*What is expected*
From the first line through the line containing "types whose references are listed in exports.", transcribe the records exactly and include no other lines.

*Entries provided*

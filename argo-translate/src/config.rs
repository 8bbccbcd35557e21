//! Argo configuration.

use std::path::Path;

use argo_types::ActingUser;
use serde::{Deserialize, Serialize};

use crate::{ArgoError, ArgoResult};

/// Default revision log message for imported translations.
pub const DEFAULT_REVISION_LOG: &str = "Translated by Argo";

/// Site-level settings for export and translation.
#[derive(Debug, Clone, PartialEq, Serialize, Deserialize)]
#[serde(default, rename_all = "camelCase")]
pub struct ArgoConfig {
    /// Entity types whose references are listed in exports.
    pub traversable_entity_types: Vec<String>,
    /// Node bundles whose references are listed in exports.
    pub traversable_content_types: Vec<String>,
    /// Entity types embedded in their host (e.g. paragraphs). Always
    /// traversed, and saved as part of their host.
    pub composite_entity_types: Vec<String>,
    pub revision_log_message: String,
    /// Account that imported revisions are attributed to.
    pub service_account: ActingUser,
}

impl Default for ArgoConfig {
    fn default() -> Self {
        Self {
            traversable_entity_types: Vec::new(),
            traversable_content_types: Vec::new(),
            composite_entity_types: vec!["paragraph".to_string()],
            revision_log_message: DEFAULT_REVISION_LOG.to_string(),
            service_account: ActingUser::default(),
        }
    }
}

impl ArgoConfig {
    pub fn from_json(json: &str) -> ArgoResult<Self> {
        let config: Self = serde_json::from_str(json)?;
        config.validate()?;
        Ok(config)
    }

    pub fn from_file(path: &Path) -> ArgoResult<Self> {
        Self::from_json(&std::fs::read_to_string(path)?)
    }

    fn validate(&self) -> ArgoResult<()> {
        if self.revision_log_message.trim().is_empty() {
            return Err(ArgoError::Config("revisionLogMessage must not be empty".into()));
        }
        Ok(())
    }

    pub fn is_composite(&self, entity_type: &str) -> bool {
        self.composite_entity_types.iter().any(|t| t == entity_type)
    }

    /// Whether references to an entity of this type/bundle are exported.
    pub fn is_traversable(&self, entity_type: &str, bundle: &str) -> bool {
        self.is_composite(entity_type)
            || self.traversable_entity_types.iter().any(|t| t == entity_type)
            || (entity_type == "node" && self.traversable_content_types.iter().any(|b| b == bundle))
    }
}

*Finished exercise*
filename argo-translate/src/config.rs
repository 8bbccbcd35557e21
//! Argo configuration.

use std::path::Path;

use argo_types::ActingUser;
use serde::{Deserialize, Serialize};

use crate::{ArgoError, ArgoResult};

/// Default revision log message for imported translations.
pub const DEFAULT_REVISION_LOG: &str = "Translated by Argo";

/// Site-level settings for export and translation.
#[derive(Debug, Clone, PartialEq, Serialize, Deserialize)]
#[serde(default, rename_all = "camelCase")]
pub struct ArgoConfig {
    /// Entity types whose references are listed in exports.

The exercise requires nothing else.